(Dataset entries)
==========

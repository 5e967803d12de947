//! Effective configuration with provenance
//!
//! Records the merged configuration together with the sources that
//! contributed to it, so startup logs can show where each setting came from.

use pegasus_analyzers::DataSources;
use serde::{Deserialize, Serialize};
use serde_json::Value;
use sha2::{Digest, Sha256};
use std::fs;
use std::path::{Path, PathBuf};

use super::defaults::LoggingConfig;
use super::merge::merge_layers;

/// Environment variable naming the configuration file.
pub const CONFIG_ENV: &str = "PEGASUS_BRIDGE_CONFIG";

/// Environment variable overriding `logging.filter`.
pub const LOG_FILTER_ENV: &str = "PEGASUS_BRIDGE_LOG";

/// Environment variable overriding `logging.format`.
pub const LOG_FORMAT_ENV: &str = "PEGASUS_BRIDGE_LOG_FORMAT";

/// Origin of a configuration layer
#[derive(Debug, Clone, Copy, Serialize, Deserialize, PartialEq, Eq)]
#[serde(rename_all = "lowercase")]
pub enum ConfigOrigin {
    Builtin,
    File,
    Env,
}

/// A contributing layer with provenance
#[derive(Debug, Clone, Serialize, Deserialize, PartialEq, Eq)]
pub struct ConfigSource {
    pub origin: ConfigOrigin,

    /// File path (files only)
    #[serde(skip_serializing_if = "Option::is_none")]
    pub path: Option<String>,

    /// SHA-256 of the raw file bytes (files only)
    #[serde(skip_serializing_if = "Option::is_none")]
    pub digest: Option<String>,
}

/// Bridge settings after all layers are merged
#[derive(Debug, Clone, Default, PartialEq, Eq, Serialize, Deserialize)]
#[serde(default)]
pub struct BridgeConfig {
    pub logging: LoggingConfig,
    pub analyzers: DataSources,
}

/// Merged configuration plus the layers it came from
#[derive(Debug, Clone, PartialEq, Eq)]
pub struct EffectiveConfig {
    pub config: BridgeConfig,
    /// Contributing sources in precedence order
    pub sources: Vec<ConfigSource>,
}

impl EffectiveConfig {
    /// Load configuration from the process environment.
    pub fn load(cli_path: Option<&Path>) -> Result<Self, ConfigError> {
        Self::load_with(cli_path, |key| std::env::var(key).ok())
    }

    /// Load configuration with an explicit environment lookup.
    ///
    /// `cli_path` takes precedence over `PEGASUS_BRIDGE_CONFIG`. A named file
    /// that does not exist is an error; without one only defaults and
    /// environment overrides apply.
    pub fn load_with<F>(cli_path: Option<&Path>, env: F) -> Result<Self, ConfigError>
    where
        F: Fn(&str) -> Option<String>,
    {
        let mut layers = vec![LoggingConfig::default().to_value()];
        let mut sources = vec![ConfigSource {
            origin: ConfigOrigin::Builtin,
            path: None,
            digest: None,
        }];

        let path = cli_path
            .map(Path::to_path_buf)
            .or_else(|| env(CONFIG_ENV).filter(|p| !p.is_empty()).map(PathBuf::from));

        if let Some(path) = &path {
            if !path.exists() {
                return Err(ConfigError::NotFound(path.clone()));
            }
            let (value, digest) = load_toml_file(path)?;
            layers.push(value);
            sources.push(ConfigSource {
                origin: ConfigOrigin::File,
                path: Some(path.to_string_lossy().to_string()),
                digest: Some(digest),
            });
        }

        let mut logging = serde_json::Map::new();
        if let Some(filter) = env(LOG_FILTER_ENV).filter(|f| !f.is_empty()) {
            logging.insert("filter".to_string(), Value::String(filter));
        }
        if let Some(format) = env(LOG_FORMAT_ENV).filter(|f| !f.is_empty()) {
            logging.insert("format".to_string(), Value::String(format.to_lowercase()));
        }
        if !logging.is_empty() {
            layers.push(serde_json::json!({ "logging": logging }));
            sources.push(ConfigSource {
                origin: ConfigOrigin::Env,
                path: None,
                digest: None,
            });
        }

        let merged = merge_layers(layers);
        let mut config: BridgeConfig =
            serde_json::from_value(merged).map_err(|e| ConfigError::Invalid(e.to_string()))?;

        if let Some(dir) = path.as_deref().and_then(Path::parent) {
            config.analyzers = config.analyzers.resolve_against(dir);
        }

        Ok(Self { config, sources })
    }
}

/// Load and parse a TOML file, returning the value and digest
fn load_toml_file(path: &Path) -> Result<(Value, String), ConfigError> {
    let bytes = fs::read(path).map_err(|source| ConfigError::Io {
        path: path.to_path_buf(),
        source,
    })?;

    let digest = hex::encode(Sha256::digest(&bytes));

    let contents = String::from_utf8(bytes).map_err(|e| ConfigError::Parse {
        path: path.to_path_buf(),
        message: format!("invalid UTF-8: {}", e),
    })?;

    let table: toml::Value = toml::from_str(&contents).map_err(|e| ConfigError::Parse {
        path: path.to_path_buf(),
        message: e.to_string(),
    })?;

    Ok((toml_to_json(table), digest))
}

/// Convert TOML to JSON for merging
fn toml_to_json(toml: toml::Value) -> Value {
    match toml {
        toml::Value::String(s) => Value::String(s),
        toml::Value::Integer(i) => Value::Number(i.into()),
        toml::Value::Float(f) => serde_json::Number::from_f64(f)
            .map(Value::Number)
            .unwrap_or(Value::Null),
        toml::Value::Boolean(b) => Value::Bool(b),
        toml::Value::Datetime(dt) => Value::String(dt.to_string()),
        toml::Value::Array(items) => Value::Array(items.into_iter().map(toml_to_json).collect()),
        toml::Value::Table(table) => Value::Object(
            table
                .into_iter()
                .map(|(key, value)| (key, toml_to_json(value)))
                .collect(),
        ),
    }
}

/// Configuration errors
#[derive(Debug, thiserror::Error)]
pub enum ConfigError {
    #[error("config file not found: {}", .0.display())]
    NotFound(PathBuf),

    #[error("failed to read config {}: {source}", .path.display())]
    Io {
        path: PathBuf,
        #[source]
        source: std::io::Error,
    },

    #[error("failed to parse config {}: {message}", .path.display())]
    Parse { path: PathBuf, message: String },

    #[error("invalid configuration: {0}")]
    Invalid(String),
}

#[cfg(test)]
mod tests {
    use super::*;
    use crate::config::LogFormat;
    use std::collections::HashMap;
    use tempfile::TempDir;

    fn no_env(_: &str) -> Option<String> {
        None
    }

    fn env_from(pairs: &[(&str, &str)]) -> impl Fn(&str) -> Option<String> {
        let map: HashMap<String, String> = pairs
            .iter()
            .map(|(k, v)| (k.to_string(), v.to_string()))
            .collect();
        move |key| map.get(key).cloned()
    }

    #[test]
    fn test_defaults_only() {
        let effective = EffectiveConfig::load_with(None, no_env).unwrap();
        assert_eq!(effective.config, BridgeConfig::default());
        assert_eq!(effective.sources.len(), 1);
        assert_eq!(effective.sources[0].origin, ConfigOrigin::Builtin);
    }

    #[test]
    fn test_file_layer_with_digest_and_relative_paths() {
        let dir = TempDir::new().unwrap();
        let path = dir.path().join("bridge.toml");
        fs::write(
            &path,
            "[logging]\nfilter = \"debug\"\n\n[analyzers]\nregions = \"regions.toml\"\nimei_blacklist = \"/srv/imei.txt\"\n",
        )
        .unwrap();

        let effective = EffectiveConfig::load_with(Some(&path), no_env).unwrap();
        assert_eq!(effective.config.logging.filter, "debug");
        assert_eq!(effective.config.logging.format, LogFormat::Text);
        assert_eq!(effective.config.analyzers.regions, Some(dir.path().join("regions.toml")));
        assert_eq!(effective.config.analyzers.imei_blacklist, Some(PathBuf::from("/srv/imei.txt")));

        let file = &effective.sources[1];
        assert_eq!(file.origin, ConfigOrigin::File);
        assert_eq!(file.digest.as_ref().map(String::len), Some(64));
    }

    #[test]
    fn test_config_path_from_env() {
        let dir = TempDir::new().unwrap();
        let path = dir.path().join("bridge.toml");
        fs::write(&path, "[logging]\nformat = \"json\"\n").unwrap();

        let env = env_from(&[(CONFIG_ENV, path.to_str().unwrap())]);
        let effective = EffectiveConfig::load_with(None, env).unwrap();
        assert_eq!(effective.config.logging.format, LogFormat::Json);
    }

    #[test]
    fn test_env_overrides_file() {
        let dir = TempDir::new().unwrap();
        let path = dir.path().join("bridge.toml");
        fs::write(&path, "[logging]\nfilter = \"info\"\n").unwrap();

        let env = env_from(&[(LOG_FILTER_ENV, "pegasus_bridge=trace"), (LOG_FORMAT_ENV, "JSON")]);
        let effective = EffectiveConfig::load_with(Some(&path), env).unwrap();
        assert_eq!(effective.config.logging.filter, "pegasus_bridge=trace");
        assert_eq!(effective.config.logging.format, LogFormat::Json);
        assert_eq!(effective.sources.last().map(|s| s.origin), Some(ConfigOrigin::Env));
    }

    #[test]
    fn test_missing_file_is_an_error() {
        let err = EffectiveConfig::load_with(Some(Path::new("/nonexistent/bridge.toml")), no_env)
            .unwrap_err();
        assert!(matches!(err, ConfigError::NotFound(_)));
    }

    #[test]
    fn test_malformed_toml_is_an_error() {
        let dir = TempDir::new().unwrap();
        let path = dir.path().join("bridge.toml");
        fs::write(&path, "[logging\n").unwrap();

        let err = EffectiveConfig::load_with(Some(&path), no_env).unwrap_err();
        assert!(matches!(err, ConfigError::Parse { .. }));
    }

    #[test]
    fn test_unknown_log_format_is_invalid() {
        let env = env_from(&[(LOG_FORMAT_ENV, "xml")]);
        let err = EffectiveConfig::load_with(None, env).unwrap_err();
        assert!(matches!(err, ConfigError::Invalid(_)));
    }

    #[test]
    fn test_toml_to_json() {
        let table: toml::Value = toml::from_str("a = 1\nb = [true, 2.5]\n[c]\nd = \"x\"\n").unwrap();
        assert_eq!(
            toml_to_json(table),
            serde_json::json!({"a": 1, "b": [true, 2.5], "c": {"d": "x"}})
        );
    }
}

==========

→ **TASK ITEM**:
Work out how many lines in the records above include the string "files", and provide that figure with no other text.

→ **ANSWER TO THE EXERCISE**:
2